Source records
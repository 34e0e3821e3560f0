//! Instrumented stand-ins for stores and datasources.
//!
//! The doubles wrap a real implementation (or a script) and record what
//! the engine asked of it, so tests can assert on store reads and on the
//! exact statements issued.

use nodestore_core::sql::{Row, SqlResult};
use nodestore_core::{Connection, DataSource, SqlError, SqlValue};
use nodestore_storage::{BackingStore, StorageResult, StoreTxn};
use parking_lot::{Condvar, Mutex};
use std::sync::atomic::{AtomicUsize, Ordering};
use std::sync::Arc;

/// A backing store that counts record reads.
pub struct CountingStore {
    inner: Arc<dyn BackingStore>,
    reads: AtomicUsize,
    writes: AtomicUsize,
}

impl CountingStore {
    /// Wraps `inner`.
    pub fn new(inner: Arc<dyn BackingStore>) -> Self {
        Self {
            inner,
            reads: AtomicUsize::new(0),
            writes: AtomicUsize::new(0),
        }
    }

    /// Number of `get_record` calls so far.
    pub fn reads(&self) -> usize {
        self.reads.load(Ordering::SeqCst)
    }

    /// Number of `save_record` calls so far.
    pub fn writes(&self) -> usize {
        self.writes.load(Ordering::SeqCst)
    }

    /// Resets both counters.
    pub fn reset(&self) {
        self.reads.store(0, Ordering::SeqCst);
        self.writes.store(0, Ordering::SeqCst);
    }
}

impl BackingStore for CountingStore {
    fn begin(&self) -> StorageResult<StoreTxn> {
        self.inner.begin()
    }

    fn commit(&self, txn: StoreTxn) -> StorageResult<()> {
        self.inner.commit(txn)
    }

    fn abort(&self, txn: StoreTxn) -> StorageResult<()> {
        self.inner.abort(txn)
    }

    fn get_record(&self, txn: &StoreTxn, id: &str) -> StorageResult<Option<Vec<u8>>> {
        self.reads.fetch_add(1, Ordering::SeqCst);
        self.inner.get_record(txn, id)
    }

    fn save_record(&self, txn: &mut StoreTxn, id: &str, data: &[u8]) -> StorageResult<()> {
        self.writes.fetch_add(1, Ordering::SeqCst);
        self.inner.save_record(txn, id, data)
    }

    fn delete_record(&self, txn: &mut StoreTxn, id: &str) -> StorageResult<()> {
        self.inner.delete_record(txn, id)
    }

    fn get_id_generator(&self, txn: &StoreTxn) -> StorageResult<Option<u64>> {
        self.inner.get_id_generator(txn)
    }

    fn save_id_generator(&self, txn: &mut StoreTxn, value: u64) -> StorageResult<()> {
        self.inner.save_id_generator(txn, value)
    }

    fn record_ids(&self) -> StorageResult<Vec<String>> {
        self.inner.record_ids()
    }
}

/// A backing store that can hold a commit open until the test lets it go.
///
/// Once armed, the next commit that carries an id generator value blocks
/// inside `commit` until [`release`](Self::release) is called.
pub struct PausingStore {
    inner: Arc<dyn BackingStore>,
    gate: Mutex<Gate>,
    signal: Condvar,
}

#[derive(Default)]
struct Gate {
    armed: bool,
    paused: bool,
    released: bool,
}

impl PausingStore {
    /// Wraps `inner`.
    pub fn new(inner: Arc<dyn BackingStore>) -> Self {
        Self {
            inner,
            gate: Mutex::new(Gate::default()),
            signal: Condvar::new(),
        }
    }

    /// Pauses the next commit that saves the id generator.
    pub fn arm(&self) {
        *self.gate.lock() = Gate {
            armed: true,
            ..Gate::default()
        };
    }

    /// Blocks until an armed commit has paused.
    pub fn wait_paused(&self) {
        let mut gate = self.gate.lock();
        while !gate.paused {
            self.signal.wait(&mut gate);
        }
    }

    /// Lets a paused commit finish.
    pub fn release(&self) {
        self.gate.lock().released = true;
        self.signal.notify_all();
    }
}

impl BackingStore for PausingStore {
    fn begin(&self) -> StorageResult<StoreTxn> {
        self.inner.begin()
    }

    fn commit(&self, txn: StoreTxn) -> StorageResult<()> {
        if txn.staged_id_generator().is_some() {
            let mut gate = self.gate.lock();
            if gate.armed {
                gate.armed = false;
                gate.paused = true;
                self.signal.notify_all();
                while !gate.released {
                    self.signal.wait(&mut gate);
                }
            }
        }
        self.inner.commit(txn)
    }

    fn abort(&self, txn: StoreTxn) -> StorageResult<()> {
        self.inner.abort(txn)
    }

    fn get_record(&self, txn: &StoreTxn, id: &str) -> StorageResult<Option<Vec<u8>>> {
        self.inner.get_record(txn, id)
    }

    fn save_record(&self, txn: &mut StoreTxn, id: &str, data: &[u8]) -> StorageResult<()> {
        self.inner.save_record(txn, id, data)
    }

    fn delete_record(&self, txn: &mut StoreTxn, id: &str) -> StorageResult<()> {
        self.inner.delete_record(txn, id)
    }

    fn get_id_generator(&self, txn: &StoreTxn) -> StorageResult<Option<u64>> {
        self.inner.get_id_generator(txn)
    }

    fn save_id_generator(&self, txn: &mut StoreTxn, value: u64) -> StorageResult<()> {
        self.inner.save_id_generator(txn, value)
    }

    fn record_ids(&self) -> StorageResult<Vec<String>> {
        self.inner.record_ids()
    }
}

/// A statement seen by a recording or scripted connection.
#[derive(Debug, Clone, PartialEq)]
pub struct RecordedStatement {
    /// SQL text with `?` placeholders.
    pub sql: String,
    /// Bound parameters in order.
    pub params: Vec<SqlValue>,
}

impl RecordedStatement {
    /// Returns true if the SQL starts with `verb` (case-insensitive).
    pub fn is(&self, verb: &str) -> bool {
        self.sql
            .trim_start()
            .get(..verb.len())
            .is_some_and(|head| head.eq_ignore_ascii_case(verb))
    }
}

type Log = Arc<Mutex<Vec<RecordedStatement>>>;

/// Wraps a datasource and records every statement its connections run.
pub struct RecordingDataSource {
    inner: Arc<dyn DataSource>,
    log: Log,
    connects: AtomicUsize,
}

impl RecordingDataSource {
    /// Wraps `inner`, keeping its name.
    pub fn new(inner: Arc<dyn DataSource>) -> Self {
        Self {
            inner,
            log: Arc::new(Mutex::new(Vec::new())),
            connects: AtomicUsize::new(0),
        }
    }

    /// Returns every statement recorded so far.
    pub fn statements(&self) -> Vec<RecordedStatement> {
        self.log.lock().clone()
    }

    /// Returns recorded statements starting with `verb`.
    pub fn statements_of(&self, verb: &str) -> Vec<RecordedStatement> {
        self.log.lock().iter().filter(|s| s.is(verb)).cloned().collect()
    }

    /// Number of connections opened.
    pub fn connects(&self) -> usize {
        self.connects.load(Ordering::SeqCst)
    }

    /// Clears the log.
    pub fn clear(&self) {
        self.log.lock().clear();
    }
}

impl DataSource for RecordingDataSource {
    fn name(&self) -> &str {
        self.inner.name()
    }

    fn connect(&self) -> SqlResult<Box<dyn Connection>> {
        self.connects.fetch_add(1, Ordering::SeqCst);
        Ok(Box::new(RecordingConnection {
            inner: self.inner.connect()?,
            log: Arc::clone(&self.log),
        }))
    }
}

struct RecordingConnection {
    inner: Box<dyn Connection>,
    log: Log,
}

impl RecordingConnection {
    fn record(&self, sql: &str, params: &[SqlValue]) {
        self.log.lock().push(RecordedStatement {
            sql: sql.to_string(),
            params: params.to_vec(),
        });
    }
}

impl Connection for RecordingConnection {
    fn execute(&mut self, sql: &str, params: &[SqlValue]) -> SqlResult<usize> {
        self.record(sql, params);
        self.inner.execute(sql, params)
    }

    fn query(&mut self, sql: &str, params: &[SqlValue], max_rows: usize) -> SqlResult<Vec<Row>> {
        self.record(sql, params);
        self.inner.query(sql, params, max_rows)
    }

    fn max_text_len(&self) -> usize {
        self.inner.max_text_len()
    }

    fn next_sequence_value(&mut self, sequence: &str) -> SqlResult<i64> {
        self.inner.next_sequence_value(sequence)
    }

    fn close(&mut self) -> SqlResult<()> {
        self.inner.close()
    }
}

#[derive(Default)]
struct Script {
    responses: Vec<(String, Vec<Row>)>,
    failures: Vec<String>,
    log: Vec<RecordedStatement>,
}

impl Script {
    fn check(&mut self, sql: &str, params: &[SqlValue]) -> SqlResult<()> {
        self.log.push(RecordedStatement {
            sql: sql.to_string(),
            params: params.to_vec(),
        });
        if self.failures.iter().any(|f| sql.contains(f.as_str())) {
            return Err(SqlError::statement(sql, "scripted failure"));
        }
        Ok(())
    }
}

/// A datasource that answers queries from a script.
///
/// Queries are matched by substring against registered responses; the
/// first match wins and unmatched queries return no rows. Statements
/// containing a registered failure pattern fail.
#[derive(Clone)]
pub struct ScriptedDataSource {
    name: String,
    script: Arc<Mutex<Script>>,
}

impl ScriptedDataSource {
    /// Creates an empty script named `name`.
    pub fn new(name: &str) -> Self {
        Self {
            name: name.to_string(),
            script: Arc::new(Mutex::new(Script::default())),
        }
    }

    /// Answers queries containing `pattern` with `rows`.
    #[must_use]
    pub fn respond(self, pattern: &str, rows: Vec<Row>) -> Self {
        self.script.lock().responses.push((pattern.to_string(), rows));
        self
    }

    /// Fails statements containing `pattern`.
    #[must_use]
    pub fn fail_on(self, pattern: &str) -> Self {
        self.script.lock().failures.push(pattern.to_string());
        self
    }

    /// Returns every statement seen so far.
    pub fn statements(&self) -> Vec<RecordedStatement> {
        self.script.lock().log.clone()
    }

    /// Returns recorded statements starting with `verb`.
    pub fn statements_of(&self, verb: &str) -> Vec<RecordedStatement> {
        self.script.lock().log.iter().filter(|s| s.is(verb)).cloned().collect()
    }
}

impl DataSource for ScriptedDataSource {
    fn name(&self) -> &str {
        &self.name
    }

    fn connect(&self) -> SqlResult<Box<dyn Connection>> {
        Ok(Box::new(ScriptedConnection {
            script: Arc::clone(&self.script),
        }))
    }
}

struct ScriptedConnection {
    script: Arc<Mutex<Script>>,
}

impl Connection for ScriptedConnection {
    fn execute(&mut self, sql: &str, params: &[SqlValue]) -> SqlResult<usize> {
        self.script.lock().check(sql, params)?;
        Ok(1)
    }

    fn query(&mut self, sql: &str, params: &[SqlValue], max_rows: usize) -> SqlResult<Vec<Row>> {
        let mut script = self.script.lock();
        script.check(sql, params)?;
        let mut rows = script
            .responses
            .iter()
            .find(|(pattern, _)| sql.contains(pattern.as_str()))
            .map(|(_, rows)| rows.clone())
            .unwrap_or_default();
        if max_rows > 0 {
            rows.truncate(max_rows);
        }
        Ok(rows)
    }
}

* [WHAT YOU NEED TO DO]
What the answer needs is every line from the data above with "load" in it.

* [SOLUTION FOR THIS EXERCISE]
        self.reads.load(Ordering::SeqCst)
        self.writes.load(Ordering::SeqCst)
        self.connects.load(Ordering::SeqCst)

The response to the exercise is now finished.